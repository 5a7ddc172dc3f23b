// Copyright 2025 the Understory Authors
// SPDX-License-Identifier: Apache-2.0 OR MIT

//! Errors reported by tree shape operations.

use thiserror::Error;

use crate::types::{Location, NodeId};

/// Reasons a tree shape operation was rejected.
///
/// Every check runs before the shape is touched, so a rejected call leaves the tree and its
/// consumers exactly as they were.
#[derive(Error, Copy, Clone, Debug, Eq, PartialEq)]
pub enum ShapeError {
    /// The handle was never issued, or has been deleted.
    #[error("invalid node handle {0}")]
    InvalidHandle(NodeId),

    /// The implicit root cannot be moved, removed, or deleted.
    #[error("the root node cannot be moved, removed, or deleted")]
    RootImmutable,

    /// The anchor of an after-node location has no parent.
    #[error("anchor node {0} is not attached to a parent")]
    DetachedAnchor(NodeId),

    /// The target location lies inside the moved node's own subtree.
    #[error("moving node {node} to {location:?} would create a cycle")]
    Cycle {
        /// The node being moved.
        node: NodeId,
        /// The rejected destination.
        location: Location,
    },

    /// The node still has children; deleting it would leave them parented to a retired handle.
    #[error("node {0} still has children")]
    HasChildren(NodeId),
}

+-------+

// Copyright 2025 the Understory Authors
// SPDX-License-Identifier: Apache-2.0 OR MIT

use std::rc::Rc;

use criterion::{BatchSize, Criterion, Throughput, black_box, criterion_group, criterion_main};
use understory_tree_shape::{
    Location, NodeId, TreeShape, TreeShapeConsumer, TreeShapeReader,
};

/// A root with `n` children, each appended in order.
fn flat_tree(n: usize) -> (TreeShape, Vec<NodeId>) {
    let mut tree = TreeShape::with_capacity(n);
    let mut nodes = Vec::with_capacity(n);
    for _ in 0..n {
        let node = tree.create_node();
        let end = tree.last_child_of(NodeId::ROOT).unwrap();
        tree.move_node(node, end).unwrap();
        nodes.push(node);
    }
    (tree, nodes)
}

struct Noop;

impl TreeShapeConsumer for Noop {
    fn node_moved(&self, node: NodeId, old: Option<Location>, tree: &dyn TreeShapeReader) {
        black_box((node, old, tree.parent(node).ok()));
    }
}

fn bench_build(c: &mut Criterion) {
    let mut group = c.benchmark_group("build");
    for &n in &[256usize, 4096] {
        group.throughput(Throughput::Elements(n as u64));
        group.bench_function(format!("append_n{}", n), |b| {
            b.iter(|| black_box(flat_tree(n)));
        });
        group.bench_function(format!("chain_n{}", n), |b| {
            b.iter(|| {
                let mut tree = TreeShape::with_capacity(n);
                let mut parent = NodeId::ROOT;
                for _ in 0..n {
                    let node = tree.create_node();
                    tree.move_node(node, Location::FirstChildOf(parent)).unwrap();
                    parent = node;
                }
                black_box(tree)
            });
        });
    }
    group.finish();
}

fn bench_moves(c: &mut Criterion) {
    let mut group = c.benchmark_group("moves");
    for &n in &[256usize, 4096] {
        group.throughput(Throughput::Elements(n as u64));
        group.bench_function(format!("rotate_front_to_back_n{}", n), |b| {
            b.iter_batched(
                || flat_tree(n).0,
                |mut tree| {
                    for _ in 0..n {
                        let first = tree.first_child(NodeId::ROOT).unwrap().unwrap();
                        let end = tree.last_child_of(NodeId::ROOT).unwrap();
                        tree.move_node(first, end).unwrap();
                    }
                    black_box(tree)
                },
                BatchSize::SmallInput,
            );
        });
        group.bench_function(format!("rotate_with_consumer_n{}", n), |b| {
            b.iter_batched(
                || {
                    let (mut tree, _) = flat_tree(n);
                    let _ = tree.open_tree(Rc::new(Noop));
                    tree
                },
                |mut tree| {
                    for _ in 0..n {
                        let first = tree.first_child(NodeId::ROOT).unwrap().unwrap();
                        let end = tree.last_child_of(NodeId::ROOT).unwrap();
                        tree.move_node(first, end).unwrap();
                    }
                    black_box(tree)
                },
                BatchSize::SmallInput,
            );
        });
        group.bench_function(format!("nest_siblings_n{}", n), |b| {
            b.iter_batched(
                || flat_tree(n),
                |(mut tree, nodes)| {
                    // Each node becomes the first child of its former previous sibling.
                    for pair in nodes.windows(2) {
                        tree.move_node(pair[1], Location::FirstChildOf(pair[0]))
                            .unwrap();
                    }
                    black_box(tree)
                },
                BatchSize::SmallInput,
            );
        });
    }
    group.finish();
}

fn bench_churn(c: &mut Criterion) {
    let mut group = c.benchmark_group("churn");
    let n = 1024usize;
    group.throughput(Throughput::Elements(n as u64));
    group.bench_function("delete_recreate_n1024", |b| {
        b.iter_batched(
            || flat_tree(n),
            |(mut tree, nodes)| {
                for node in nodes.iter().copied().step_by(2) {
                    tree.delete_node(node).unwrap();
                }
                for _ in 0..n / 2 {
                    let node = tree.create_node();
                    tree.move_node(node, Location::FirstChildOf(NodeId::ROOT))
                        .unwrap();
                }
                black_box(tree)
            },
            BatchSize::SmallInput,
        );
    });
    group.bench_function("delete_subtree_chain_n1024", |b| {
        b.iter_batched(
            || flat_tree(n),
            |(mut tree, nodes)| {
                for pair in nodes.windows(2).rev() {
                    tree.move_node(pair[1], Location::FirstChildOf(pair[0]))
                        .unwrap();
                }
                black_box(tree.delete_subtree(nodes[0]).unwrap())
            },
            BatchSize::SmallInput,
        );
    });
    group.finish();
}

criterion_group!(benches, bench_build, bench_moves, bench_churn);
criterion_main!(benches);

+-------+

**ACTIVITY**
Whenever a line above includes the string "Noop", copy it.

**SOLVED EXERCISE**
struct Noop;
impl TreeShapeConsumer for Noop {
                    let _ = tree.open_tree(Rc::new(Noop));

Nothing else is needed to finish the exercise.